“Европейские” товарищи Ленина, как и многие учредители партии и, конечно, ее интеллектуальная элита, не были такими неотесанными, а часто и такими практичными, как поколение, вышедшее на передний план после 1918 года. Каменев, например, никогда не поддержал бы террор. В январе 1918 года ему и Дзержинскому (странная парочка!) поручили составить свод практических правил для ЧК. Как и следовало ожидать, им не удалось найти общий язык. Книгочей Каменев писал Ленину, что его комментарии были чуточку радикальны. На самом деле то, что он предложил, было советской версией
И все-таки люди, подобные Каменеву, были быстро истощаемым ресурсом партийной элиты. Сам Дзержинский тоже был революционером с большим стажем, но особый спектр его талантов развился благодаря кризису, разразившемуся после ноября 1917 года. Других партийцев поощряли, если в чрезвычайной ситуации они брали на вооружение этот бесцеремонный политический стиль. Они и сами обнаруживали, что грубая манера, которой они отдавали предпочтение и которая была недопустима при других обстоятельствах, не только оказывалась вполне приемлема во время войны, но и безусловно сулила явные преимущества. Одним из таких “грубых управленцев” был сам Сталин, талантливый, но весьма неприветливый товарищ, вошедший в руководящий комитет Закавказской социал-демократической организации в 1904 году. Казалось, его особенно интересуют администрирование и национальный вопрос. В жестокие годы войны его грубость и мстительность было легко проглядеть, и в любом случае его организаторские навыки тогда были чрезвычайно остро востребованы. Только со временем, уже в мирные годы последствия выдвижение Сталина на руководящие позиции в партии начали тревожить даже Ленина. Троцкий тоже был вольнодумцем, идущим против течения. Его репутация основывалась на его роли тактического руководителя октябрьского переворота, однако место “второго человека в государстве после Ленина” вплоть до 1924 года за ним закрепило его руководство Красной армией.

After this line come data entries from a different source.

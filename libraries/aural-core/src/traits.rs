/// Collaborator traits consumed by the playback core
use crate::{
    error::Result,
    types::{GapPosition, PlaybackGap, Track, TrackMetadata},
};
use std::path::Path;
use std::sync::Arc;

/// Metadata loader trait
///
/// Implementers extract the primary info (tags, duration, chapters) needed
/// to list and play a track. Loaders are shared across the worker threads of
/// a metadata batch, so they must be `Sync`.
pub trait MetadataLoader: Send + Sync {
    /// Load primary metadata from an audio file
    ///
    /// # Errors
    /// Returns an error if the file cannot be read or parsed
    fn load_primary(&self, path: &Path) -> Result<TrackMetadata>;

    /// Whether the loader recognizes `path` as an audio file by extension
    fn is_supported(&self, path: &Path) -> bool;
}

/// Result of a successful playlist insertion
#[derive(Debug, Clone)]
pub struct TrackAddResult {
    /// The inserted (now shared) track
    pub track: Arc<Track>,

    /// Index the track was inserted at
    pub index: usize,
}

/// Ordered track repository
///
/// The playlist owns its tracks; the rest of the system holds `Arc` handles.
pub trait Playlist: Send {
    /// Number of tracks
    fn size(&self) -> usize;

    fn is_empty(&self) -> bool {
        self.size() == 0
    }

    /// Track at `index`
    fn track_at(&self, index: usize) -> Option<Arc<Track>>;

    /// Index of `track`, matched by identity
    fn index_of(&self, track: &Track) -> Option<usize>;

    /// Whether a track for the file at `path` is already present
    fn has_track(&self, path: &Path) -> bool;

    /// Find the track for the file at `path`
    fn find_by_path(&self, path: &Path) -> Option<Arc<Track>>;

    /// Append a track, or `None` if an equal track is already present
    fn add_track(&mut self, track: Track) -> Option<TrackAddResult>;

    /// Remove tracks at `indices`, returning the ones actually removed
    fn remove_tracks(&mut self, indices: &[usize]) -> Vec<Arc<Track>>;

    /// Remove all tracks and gaps
    fn clear(&mut self);

    /// Gap configured to play before `track`
    fn gap_before_track(&self, track: &Track) -> Option<PlaybackGap>;

    /// Gap configured to play after `track`
    fn gap_after_track(&self, track: &Track) -> Option<PlaybackGap>;

    /// Attach `gap` to `track` on the side named by `gap.position`
    ///
    /// Returns `false` if the track is not in the playlist.
    fn set_gap(&mut self, track: &Track, gap: PlaybackGap) -> bool;

    /// Detach the gap on `position` side of `track`
    fn remove_gap(&mut self, track: &Track, position: GapPosition) -> Option<PlaybackGap>;

    /// Drop gaps that only live as long as the running player
    fn drop_session_gaps(&mut self);
}
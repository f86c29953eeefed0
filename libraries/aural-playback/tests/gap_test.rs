//! Gap scheduling tests
//!
//! No shallow tests - every test verifies observable player behavior.

mod common;

use aural_core::{
    GapPersistence, GapPosition, PlaybackGap, PlaybackState, Playlist, MAX_GAP_SECONDS,
};
use aural_playback::{ChainOutcome, PlaybackNotification, PlaybackParams, PlaybackPreferences};
use chrono::Utc;
use common::{album, track, Harness};
use std::time::Duration;

#[test]
fn gap_before_next_track_waits_then_plays() {
    let mut h = Harness::new(album(2, 180.0));
    let second = h.track(1);
    h.delegate
        .playlist_mut()
        .set_gap(&second, PlaybackGap::before(5.0));
    h.play(0);
    h.notifications();

    let before = Utc::now();
    h.finish_current();

    assert_eq!(h.state(), PlaybackState::Waiting);
    assert_eq!(h.delegate.waiting_track().map(|t| t.id.clone()), Some(second.id.clone()));
    assert!(h.delegate.playing_track().is_none());
    assert_eq!(h.delegate.seek_position(), 0.0);

    let gap_end = h.delegate.gap_end_time().expect("gap end while waiting");
    let remaining = (gap_end - before).num_milliseconds();
    assert!((4_900..=5_500).contains(&remaining), "gap end {remaining}ms away");
    assert_eq!(h.log().scheduled.last().map(|s| s.1), Some(Duration::from_secs(5)));

    match h.notifications().as_slice() {
        [PlaybackNotification::GapStarted {
            last_track,
            next_track,
            gap_end_time,
        }] => {
            assert_eq!(last_track.as_ref(), Some(&h.track(0).id));
            assert_eq!(next_track, &second.id);
            assert_eq!(*gap_end_time, gap_end);
        }
        other => panic!("expected a single gapStarted, got {other:?}"),
    }

    h.fire_gap();

    assert_eq!(h.state(), PlaybackState::Playing);
    assert!(h.delegate.gap_end_time().is_none());
    assert_eq!(h.played_paths(), vec![h.track(0).file_path.clone(), second.file_path.clone()]);
    assert_eq!(h.notification_kinds(), vec!["preTrackPlayback", "trackTransitioned"]);
}

#[test]
fn gaps_after_and_before_add_up() {
    let mut h = Harness::new(album(2, 180.0));
    let (first, second) = (h.track(0), h.track(1));
    h.delegate.playlist_mut().set_gap(&first, PlaybackGap::after(2.0));
    h.delegate.playlist_mut().set_gap(&second, PlaybackGap::before(3.0));
    h.play(0);

    h.finish_current();

    assert_eq!(h.log().scheduled.last().map(|s| s.1), Some(Duration::from_secs(5)));
}

#[test]
fn one_time_gap_is_consumed() {
    let mut h = Harness::new(album(2, 180.0));
    let second = h.track(1);
    let gap = PlaybackGap::before(1.5).with_persistence(GapPersistence::OneTime);
    h.delegate.playlist_mut().set_gap(&second, gap);

    h.play(1);
    assert_eq!(h.state(), PlaybackState::Waiting);
    assert!(h.delegate.playlist().gap_before_track(&second).is_none());
    h.fire_gap();
    assert_eq!(h.state(), PlaybackState::Playing);

    // Second request plays immediately
    h.play(1);
    assert_eq!(h.state(), PlaybackState::Playing);
    assert_eq!(h.log().scheduled.len(), 1);
}

#[test]
fn persistent_gap_applies_every_time() {
    let mut h = Harness::new(album(2, 180.0));
    let second = h.track(1);
    h.delegate
        .playlist_mut()
        .set_gap(&second, PlaybackGap::before(1.0));

    h.play(1);
    h.fire_gap();
    h.play(1);

    assert_eq!(h.state(), PlaybackState::Waiting);
    assert_eq!(h.log().scheduled.len(), 2);
}

#[test]
fn explicit_delay_overrides_playlist_gaps() {
    let mut h = Harness::new(album(1, 180.0));
    let only = h.track(0);
    h.delegate.playlist_mut().set_gap(&only, PlaybackGap::before(9.0));

    h.delegate
        .play_track(only, PlaybackParams::new().with_delay(2.0));

    assert_eq!(h.log().scheduled.last().map(|s| s.1), Some(Duration::from_secs(2)));
}

#[test]
fn disallowed_delay_plays_immediately() {
    let mut h = Harness::new(album(1, 180.0));
    let only = h.track(0);
    h.delegate.playlist_mut().set_gap(&only, PlaybackGap::before(9.0));

    let outcome = h
        .delegate
        .play_track(only, PlaybackParams::new().with_allow_delay(false));

    assert_eq!(outcome, ChainOutcome::Completed);
    assert_eq!(h.state(), PlaybackState::Playing);
    assert!(h.log().scheduled.is_empty());
}

#[test]
fn zero_explicit_delay_plays_immediately() {
    let mut h = Harness::new(album(1, 180.0));
    let only = h.track(0);
    h.delegate.playlist_mut().set_gap(&only, PlaybackGap::before(9.0));

    h.delegate
        .play_track(only, PlaybackParams::new().with_delay(0.0));

    assert_eq!(h.state(), PlaybackState::Playing);
}

fn gap_preferences(seconds: f64) -> PlaybackPreferences {
    PlaybackPreferences {
        gap_between_tracks: true,
        gap_between_tracks_duration: seconds,
        ..PlaybackPreferences::default()
    }
}

#[test]
fn preference_gap_applies_only_after_natural_completion() {
    let mut h = Harness::with_preferences(album(3, 180.0), gap_preferences(4.0));

    h.play(0);
    assert_eq!(h.state(), PlaybackState::Playing, "direct plays do not wait");

    h.finish_current();
    assert_eq!(h.state(), PlaybackState::Waiting);
    assert_eq!(h.log().scheduled.last().map(|s| s.1), Some(Duration::from_secs(4)));
}

#[test]
fn playlist_gap_replaces_preference_gap() {
    let mut h = Harness::with_preferences(album(2, 180.0), gap_preferences(4.0));
    let second = h.track(1);
    h.delegate
        .playlist_mut()
        .set_gap(&second, PlaybackGap::before(1.0));
    h.play(0);

    h.finish_current();

    assert_eq!(h.log().scheduled.last().map(|s| s.1), Some(Duration::from_secs(1)));
}

#[test]
fn gap_after_track_replaces_preference_gap() {
    let mut h = Harness::with_preferences(album(2, 180.0), gap_preferences(4.0));
    let first = h.track(0);
    h.delegate.playlist_mut().set_gap(&first, PlaybackGap::after(2.0));
    h.play(0);

    h.finish_current();

    assert_eq!(h.log().scheduled.last().map(|s| s.1), Some(Duration::from_secs(2)));
}

#[test]
fn new_request_during_gap_replaces_it() {
    let mut h = Harness::new(album(3, 180.0));
    let second = h.track(1);
    h.delegate
        .playlist_mut()
        .set_gap(&second, PlaybackGap::before(5.0));
    h.play(1);
    assert_eq!(h.state(), PlaybackState::Waiting);

    h.play(2);
    assert_eq!(h.state(), PlaybackState::Playing);

    // The old gap's timer reports late; the session no longer matches
    let (old_session, _) = h.log().scheduled[0];
    h.delegate
        .handle_event(aural_playback::PlayerEvent::GapElapsed(old_session));
    assert_eq!(h.delegate.playing_track().map(|t| t.id.clone()), Some(h.track(2).id.clone()));
    assert_eq!(h.log().plays.len(), 1);
}

#[test]
fn transcoding_starts_early_during_gap() {
    let mut h = Harness::new(vec![track("intro.mp3", 60.0), track("live.ogg", 300.0)]);
    let live = h.track(1);
    h.delegate.playlist_mut().set_gap(&live, PlaybackGap::before(3.0));
    h.play(0);

    h.finish_current();

    assert_eq!(h.state(), PlaybackState::Waiting);
    assert_eq!(h.log().background_transcodes, vec![live.file_path.clone()]);
}

fn live_after_gap() -> Harness {
    let mut h = Harness::new(vec![
        track("intro.mp3", 60.0),
        track("live.ogg", 300.0),
        track("outro.mp3", 60.0),
    ]);
    let live = h.track(1);
    h.delegate.playlist_mut().set_gap(&live, PlaybackGap::before(3.0));
    h.play(0);
    h.finish_current();
    assert_eq!(h.log().background_transcodes, vec![live.file_path.clone()]);
    h
}

#[test]
fn new_request_during_gap_cancels_early_transcoding() {
    let mut h = live_after_gap();

    h.play(2);

    assert_eq!(h.state(), PlaybackState::Playing);
    assert_eq!(h.log().cancelled_transcodes, vec![h.track(1).file_path.clone()]);
}

#[test]
fn stop_during_gap_cancels_early_transcoding() {
    let mut h = live_after_gap();

    h.delegate.stop();

    assert_eq!(h.state(), PlaybackState::NoTrack);
    assert_eq!(h.log().cancelled_transcodes, vec![h.track(1).file_path.clone()]);
}

#[test]
fn elapsed_gap_keeps_early_transcoding() {
    let mut h = live_after_gap();

    h.fire_gap();

    assert_eq!(h.state(), PlaybackState::Transcoding);
    assert!(h.log().cancelled_transcodes.is_empty());
}

#[test]
fn oversized_playlist_gap_is_clamped() {
    let mut h = Harness::new(album(2, 180.0));
    let second = h.track(1);
    h.delegate.playlist_mut().set_gap(&second, PlaybackGap::before(1e20));

    h.play(1);

    assert_eq!(h.state(), PlaybackState::Waiting);
    assert_eq!(
        h.log().scheduled.last().map(|s| s.1),
        Some(Duration::from_secs_f64(MAX_GAP_SECONDS))
    );
}

#[test]
fn infinite_explicit_delay_is_clamped() {
    let mut h = Harness::new(album(1, 180.0));
    let only = h.track(0);

    h.delegate
        .play_track(only, PlaybackParams::new().with_delay(f64::INFINITY));

    assert_eq!(h.state(), PlaybackState::Waiting);
    assert_eq!(
        h.log().scheduled.last().map(|s| s.1),
        Some(Duration::from_secs_f64(MAX_GAP_SECONDS))
    );
}

#[test]
fn oversized_preference_gap_is_clamped() {
    let mut h = Harness::with_preferences(album(2, 180.0), gap_preferences(1e20));
    h.play(0);

    h.finish_current();

    assert_eq!(h.state(), PlaybackState::Waiting);
    assert_eq!(
        h.log().scheduled.last().map(|s| s.1),
        Some(Duration::from_secs_f64(MAX_GAP_SECONDS))
    );
}

#[test]
fn gaps_summing_past_the_bound_are_clamped() {
    let mut h = Harness::new(album(2, 180.0));
    let (first, second) = (h.track(0), h.track(1));
    // Fields set directly skip the constructor's clamp
    let huge = |position| PlaybackGap {
        duration: f64::MAX,
        position,
        persistence: GapPersistence::Persistent,
    };
    h.delegate.playlist_mut().set_gap(&first, huge(GapPosition::AfterTrack));
    h.delegate.playlist_mut().set_gap(&second, huge(GapPosition::BeforeTrack));
    h.play(0);

    h.finish_current();

    assert_eq!(h.state(), PlaybackState::Waiting);
    assert_eq!(
        h.log().scheduled.last().map(|s| s.1),
        Some(Duration::from_secs_f64(MAX_GAP_SECONDS))
    );
}

#[test]
fn removing_a_gap_returns_it() {
    let mut h = Harness::new(album(1, 180.0));
    let only = h.track(0);
    h.delegate.playlist_mut().set_gap(&only, PlaybackGap::after(2.0));

    let removed = h
        .delegate
        .playlist_mut()
        .remove_gap(&only, GapPosition::AfterTrack);

    assert_eq!(removed.map(|g| g.duration), Some(2.0));
    assert!(h.delegate.playlist().gap_after_track(&only).is_none());
}
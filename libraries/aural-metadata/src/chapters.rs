//! Chapter markers stored as comment pairs
//!
//! ```text
//! CHAPTER001=00:00:00.000
//! CHAPTER001NAME=Introduction
//! ```
//!
//! Each chapter ends where the next one starts; the last ends with the track.

use aural_core::Chapter;
use std::collections::BTreeMap;

/// Parse `HH:MM:SS(.fff)` or `MM:SS(.fff)` into seconds
pub fn parse_timestamp(text: &str) -> Option<f64> {
    let mut seconds = 0.0;
    let parts: Vec<&str> = text.trim().split(':').collect();
    if parts.len() < 2 || parts.len() > 3 {
        return None;
    }
    for part in &parts {
        let value: f64 = part.parse().ok()?;
        if !value.is_finite() || value < 0.0 {
            return None;
        }
        seconds = seconds * 60.0 + value;
    }
    Some(seconds)
}

/// Build chapters from `(key, value)` comment pairs
///
/// Keys are matched case-insensitively. Entries whose start cannot be parsed
/// or falls at or after `duration` are dropped.
pub fn chapters_from_comments<'a>(
    comments: impl IntoIterator<Item = (&'a str, &'a str)>,
    duration: f64,
) -> Vec<Chapter> {
    let mut starts: BTreeMap<u32, f64> = BTreeMap::new();
    let mut names: BTreeMap<u32, String> = BTreeMap::new();

    for (key, value) in comments {
        let key = key.to_ascii_uppercase();
        let Some(rest) = key.strip_prefix("CHAPTER") else {
            continue;
        };
        let digits: String = rest.chars().take_while(char::is_ascii_digit).collect();
        let Ok(number) = digits.parse::<u32>() else {
            continue;
        };
        match &rest[digits.len()..] {
            "" => {
                if let Some(start) = parse_timestamp(value) {
                    starts.insert(number, start);
                }
            }
            "NAME" => {
                names.insert(number, value.trim().to_string());
            }
            _ => {}
        }
    }

    let mut ordered: Vec<(f64, String)> = starts
        .into_iter()
        .filter(|&(_, start)| duration <= 0.0 || start < duration)
        .map(|(number, start)| {
            let title = names
                .remove(&number)
                .filter(|n| !n.is_empty())
                .unwrap_or_else(|| format!("Chapter {number}"));
            (start, title)
        })
        .collect();
    ordered.sort_by(|a, b| a.0.total_cmp(&b.0));
    ordered.dedup_by(|later, earlier| later.0 == earlier.0);

    let ends: Vec<f64> = ordered
        .iter()
        .skip(1)
        .map(|(start, _)| *start)
        .chain(std::iter::once(duration))
        .collect();

    ordered
        .into_iter()
        .zip(ends)
        .filter(|((start, _), end)| end > start)
        .map(|((start, title), end)| Chapter::new(title, start, end))
        .collect()
}

#[cfg(test)]
mod tests {
    use super::*;

    #[test]
    fn timestamps_parse_with_and_without_hours() {
        assert_eq!(parse_timestamp("00:01:30.500"), Some(90.5));
        assert_eq!(parse_timestamp("02:05"), Some(125.0));
        assert_eq!(parse_timestamp("1:00:00"), Some(3600.0));
        assert_eq!(parse_timestamp("90"), None);
        assert_eq!(parse_timestamp("aa:bb"), None);
        assert_eq!(parse_timestamp("-1:00"), None);
    }

    #[test]
    fn comment_pairs_become_contiguous_chapters() {
        let comments = [
            ("CHAPTER002", "00:10:00.000"),
            ("chapter001", "00:00:00.000"),
            ("CHAPTER001NAME", "Opening"),
            ("CHAPTER002NAME", ""),
            ("TITLE", "Not a chapter"),
        ];

        let chapters = chapters_from_comments(comments, 1500.0);

        assert_eq!(
            chapters,
            vec![
                Chapter::new("Opening", 0.0, 600.0),
                Chapter::new("Chapter 2", 600.0, 1500.0),
            ]
        );
    }

    #[test]
    fn starts_beyond_the_track_are_dropped() {
        let comments = [("CHAPTER001", "00:00:10"), ("CHAPTER002", "01:00:00")];

        let chapters = chapters_from_comments(comments, 120.0);

        assert_eq!(chapters, vec![Chapter::new("Chapter 1", 10.0, 120.0)]);
    }

    #[test]
    fn unknown_duration_drops_the_open_last_chapter() {
        let comments = [("CHAPTER001", "00:00"), ("CHAPTER002", "00:30")];

        let chapters = chapters_from_comments(comments, 0.0);

        assert_eq!(chapters, vec![Chapter::new("Chapter 1", 0.0, 30.0)]);
    }
}
//! Per-operation bookkeeping

use crate::error::ImportError;
use crate::events::AddProgress;
use aural_core::TrackAddResult;
use serde::{Deserialize, Serialize};
use std::path::PathBuf;

/// Whether to start playing what gets added
#[derive(Debug, Clone, Copy, Default, PartialEq, Eq, Serialize, Deserialize)]
pub struct AutoplayOptions {
    pub autoplay: bool,

    /// Replace a playing track instead of only starting when idle
    pub interrupt: bool,
}

impl AutoplayOptions {
    pub fn play_now() -> Self {
        Self {
            autoplay: true,
            interrupt: true,
        }
    }

    pub fn when_idle() -> Self {
        Self {
            autoplay: true,
            interrupt: false,
        }
    }
}

/// State of one `add_files` call
#[derive(Debug, Default)]
pub struct TrackAddSession {
    /// Grows as directories and playlist files expand
    pub total_tracks: usize,
    pub tracks_processed: usize,
    pub tracks_added: usize,
    pub results: Vec<TrackAddResult>,
    pub errors: Vec<ImportError>,
    pub autoplay: AutoplayOptions,
    pub added_top_level_items: Vec<PathBuf>,
    autoplay_done: bool,
}

impl TrackAddSession {
    pub fn new(autoplay: AutoplayOptions) -> Self {
        Self {
            autoplay,
            ..Self::default()
        }
    }

    pub fn progress(&self) -> AddProgress {
        AddProgress {
            added: self.tracks_added,
            total: self.total_tracks,
        }
    }

    pub(crate) fn record_error(&mut self, error: ImportError) {
        self.tracks_processed += 1;
        self.errors.push(error);
    }

    /// True exactly once, for the first insertion, when autoplay was asked for
    pub(crate) fn take_autoplay(&mut self) -> bool {
        if self.autoplay.autoplay && !self.autoplay_done {
            self.autoplay_done = true;
            true
        } else {
            false
        }
    }
}
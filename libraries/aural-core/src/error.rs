/// Core error types for Aural
use std::path::{Path, PathBuf};
use thiserror::Error;

/// Result type alias using `AuralError`
pub type Result<T> = std::result::Result<T, AuralError>;

/// Core error type for Aural
#[derive(Error, Debug)]
pub enum AuralError {
    /// Metadata parsing errors
    #[error("Metadata error: {0}")]
    Metadata(String),

    /// Entity not found
    #[error("{entity} not found: {id}")]
    NotFound { entity: String, id: String },

    /// A file referenced by a track or add request does not exist
    #[error("File not found: {}", .0.display())]
    FileNotFound(PathBuf),

    /// Playlist mutation was rejected
    #[error("Playlist error: {0}")]
    Playlist(String),

    /// Invalid input
    #[error("Invalid input: {0}")]
    InvalidInput(String),

    /// I/O errors
    #[error(transparent)]
    Io(#[from] std::io::Error),

    /// Serialization errors
    #[error(transparent)]
    Serialization(#[from] serde_json::Error),

    /// Other errors
    #[error("{0}")]
    Other(String),
}

impl AuralError {
    /// Create a metadata error
    pub fn metadata(msg: impl Into<String>) -> Self {
        Self::Metadata(msg.into())
    }

    /// Create a not found error
    pub fn not_found(entity: impl Into<String>, id: impl Into<String>) -> Self {
        Self::NotFound {
            entity: entity.into(),
            id: id.into(),
        }
    }

    /// Create a file not found error
    pub fn file_not_found(path: impl AsRef<Path>) -> Self {
        Self::FileNotFound(path.as_ref().to_path_buf())
    }

    /// Create a playlist error
    pub fn playlist(msg: impl Into<String>) -> Self {
        Self::Playlist(msg.into())
    }

    /// Create an invalid input error
    pub fn invalid_input(msg: impl Into<String>) -> Self {
        Self::InvalidInput(msg.into())
    }

    /// Create a generic error
    pub fn other(msg: impl Into<String>) -> Self {
        Self::Other(msg.into())
    }
}

#[cfg(test)]
mod tests {
    use super::*;

    #[test]
    fn not_found_message_names_entity() {
        let err = AuralError::not_found("Track", "/music/a.flac");
        assert_eq!(err.to_string(), "Track not found: /music/a.flac");
    }

    #[test]
    fn file_not_found_displays_path() {
        let err = AuralError::file_not_found("/tmp/missing.mp3");
        assert_eq!(err.to_string(), "File not found: /tmp/missing.mp3");
    }

    #[test]
    fn io_errors_convert() {
        let io = std::io::Error::new(std::io::ErrorKind::PermissionDenied, "nope");
        let err: AuralError = io.into();
        assert!(matches!(err, AuralError::Io(_)));
    }
}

Но по-настоящему изменились за годы Гражданской войны именно региональные отделения партии за пределами привилегированных кремлевских кругов. Тысячи представителей “старого поколения” покинули ее ряды, чтобы избежать призыва в Красную армию, хотя еще чаще причиной было разочарование. Раньше их целью было установление советской демократии, теперь же это дело было проиграно. Вместо советской демократии возникли однопартийная система управления и террористическое правительство, управлявшее при помощи декретов. Те, кто пришел на смену разочаровавшейся старой гвардии, не видели ничего зазорного ни в однопартийной системе, ни в таком правительстве. Этим людям были не чужды “командно-административные методы”, многие из них заработали репутацию на фронте, а затем закрепили при помощи военных по духу и стилю кампаний за трудовую дисциплину, принудительное изъятие зерна и восстановление экономики. Одним из таких партийцев был Карл Бауман, латышский левый, возглавивший Московский губком в 1929 году. Другим – Лазарь Каганович, поразительный долгожитель, уцелевший в сталинском окружении, человек, чья репутация сложилась в годы его репрессивного правления в охваченном Гражданской войной Нижнем Новгороде, где в качестве председателя Нижегородского губкома РКП(б) и губисполкома с мая 1918 по август 1919 года Каганович развязал массовый террор, включавший расстрелы заложников из числа “классово чуждых элементов”.